=== PROBLEM TO WORK ON ===
Identify each line below containing the string "StatsSnapshot" and copy it.

++++++++++

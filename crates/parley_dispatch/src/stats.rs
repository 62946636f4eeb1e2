//! Counters for the chat pipeline.

use parking_lot::Mutex;
use serde::Serialize;
use std::sync::Arc;
use std::sync::atomic::{AtomicU64, Ordering};
use std::time::Instant;

/// Shared, cheaply cloned counters updated by the producer and the worker.
#[derive(Debug, Clone, Default)]
pub struct DispatchStats {
    inner: Arc<StatsInner>,
}

#[derive(Debug, Default)]
struct StatsInner {
    enqueued: AtomicU64,
    rejected_full: AtomicU64,
    rejected_unknown: AtomicU64,
    replied: AtomicU64,
    failed: AtomicU64,
    no_provider: AtomicU64,
    dropped_stale: AtomicU64,
    dropped_missing: AtomicU64,
    last_reply: Mutex<Option<Instant>>,
}

/// Point-in-time copy of [`DispatchStats`].
#[derive(Debug, Clone, Copy, Default, PartialEq, Eq, Serialize)]
pub struct StatsSnapshot {
    /// Jobs accepted into the queue
    pub enqueued: u64,
    /// Jobs refused because the queue was full
    pub rejected_full: u64,
    /// Jobs refused because the NPC was not tracked
    pub rejected_unknown: u64,
    /// Provider replies spoken
    pub replied: u64,
    /// Provider calls that failed or timed out
    pub failed: u64,
    /// Jobs answered with the no-provider line
    pub no_provider: u64,
    /// Jobs dropped for being too old
    pub dropped_stale: u64,
    /// Jobs dropped because the NPC disappeared
    pub dropped_missing: u64,
}

macro_rules! counter {
    ($record:ident, $field:ident) => {
        #[doc = concat!("Increment `", stringify!($field), "`.")]
        pub fn $record(&self) {
            self.inner.$field.fetch_add(1, Ordering::Relaxed);
        }
    };
}

impl DispatchStats {
    /// Fresh zeroed counters.
    pub fn new() -> Self {
        Self::default()
    }

    counter!(record_enqueued, enqueued);
    counter!(record_rejected_full, rejected_full);
    counter!(record_rejected_unknown, rejected_unknown);
    counter!(record_failed, failed);
    counter!(record_no_provider, no_provider);
    counter!(record_dropped_stale, dropped_stale);
    counter!(record_dropped_missing, dropped_missing);

    /// Count a spoken provider reply and stamp the time.
    pub fn record_replied(&self) {
        self.inner.replied.fetch_add(1, Ordering::Relaxed);
        *self.inner.last_reply.lock() = Some(Instant::now());
    }

    /// When the last provider reply was spoken.
    pub fn last_reply(&self) -> Option<Instant> {
        *self.inner.last_reply.lock()
    }

    /// Copy every counter.
    pub fn snapshot(&self) -> StatsSnapshot {
        let load = |counter: &AtomicU64| counter.load(Ordering::Relaxed);
        StatsSnapshot {
            enqueued: load(&self.inner.enqueued),
            rejected_full: load(&self.inner.rejected_full),
            rejected_unknown: load(&self.inner.rejected_unknown),
            replied: load(&self.inner.replied),
            failed: load(&self.inner.failed),
            no_provider: load(&self.inner.no_provider),
            dropped_stale: load(&self.inner.dropped_stale),
            dropped_missing: load(&self.inner.dropped_missing),
        }
    }
}

#[cfg(test)]
mod tests {
    use super::*;

    #[test]
    fn clones_share_counters() {
        let stats = DispatchStats::new();
        let other = stats.clone();
        other.record_enqueued();
        other.record_replied();
        stats.record_failed();

        let snapshot = stats.snapshot();
        assert_eq!(snapshot.enqueued, 1);
        assert_eq!(snapshot.replied, 1);
        assert_eq!(snapshot.failed, 1);
        assert!(stats.last_reply().is_some());
    }
}
//! Top-level error wrapper types.

use crate::{ConfigError, ProviderError, StoreError, WorkerError};

/// Every error condition the workspace can surface.
///
/// # Examples
///
/// ```
/// use parley_error::{ParleyError, ParleyErrorKind, WorkerError, WorkerErrorKind};
///
/// let err: ParleyError = WorkerError::new(WorkerErrorKind::StartupTimeout(3000)).into();
/// assert!(matches!(err.kind(), ParleyErrorKind::Worker(_)));
/// assert!(format!("{}", err).contains("3000ms"));
/// ```
#[derive(Debug, derive_more::From, derive_more::Display, derive_more::Error)]
pub enum ParleyErrorKind {
    /// Configuration error
    #[from(ConfigError)]
    Config(ConfigError),
    /// Language-model provider error
    #[from(ProviderError)]
    Provider(ProviderError),
    /// NPC store error
    #[from(StoreError)]
    Store(StoreError),
    /// Background worker error
    #[from(WorkerError)]
    Worker(WorkerError),
}

/// Parley error with kind discrimination.
///
/// # Examples
///
/// ```
/// use parley_error::{ParleyResult, ConfigError};
///
/// fn might_fail() -> ParleyResult<()> {
///     Err(ConfigError::new("Missing field"))?
/// }
///
/// assert!(might_fail().is_err());
/// ```
#[derive(Debug, derive_more::Display, derive_more::Error)]
#[display("Parley Error: {}", _0)]
pub struct ParleyError(Box<ParleyErrorKind>);

impl ParleyError {
    /// Create a new error from a kind.
    pub fn new(kind: ParleyErrorKind) -> Self {
        Self(Box::new(kind))
    }

    /// Get the error kind.
    pub fn kind(&self) -> &ParleyErrorKind {
        &self.0
    }
}

// Generic From implementation for any type that converts to ParleyErrorKind
impl<T> From<T> for ParleyError
where
    T: Into<ParleyErrorKind>,
{
    fn from(err: T) -> Self {
        Self::new(err.into())
    }
}

/// Result type for Parley operations.
pub type ParleyResult<T> = std::result::Result<T, ParleyError>;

++++++++++

=== ANSWER FOR THE TASK ===
pub struct StatsSnapshot {
    pub fn snapshot(&self) -> StatsSnapshot {
        StatsSnapshot {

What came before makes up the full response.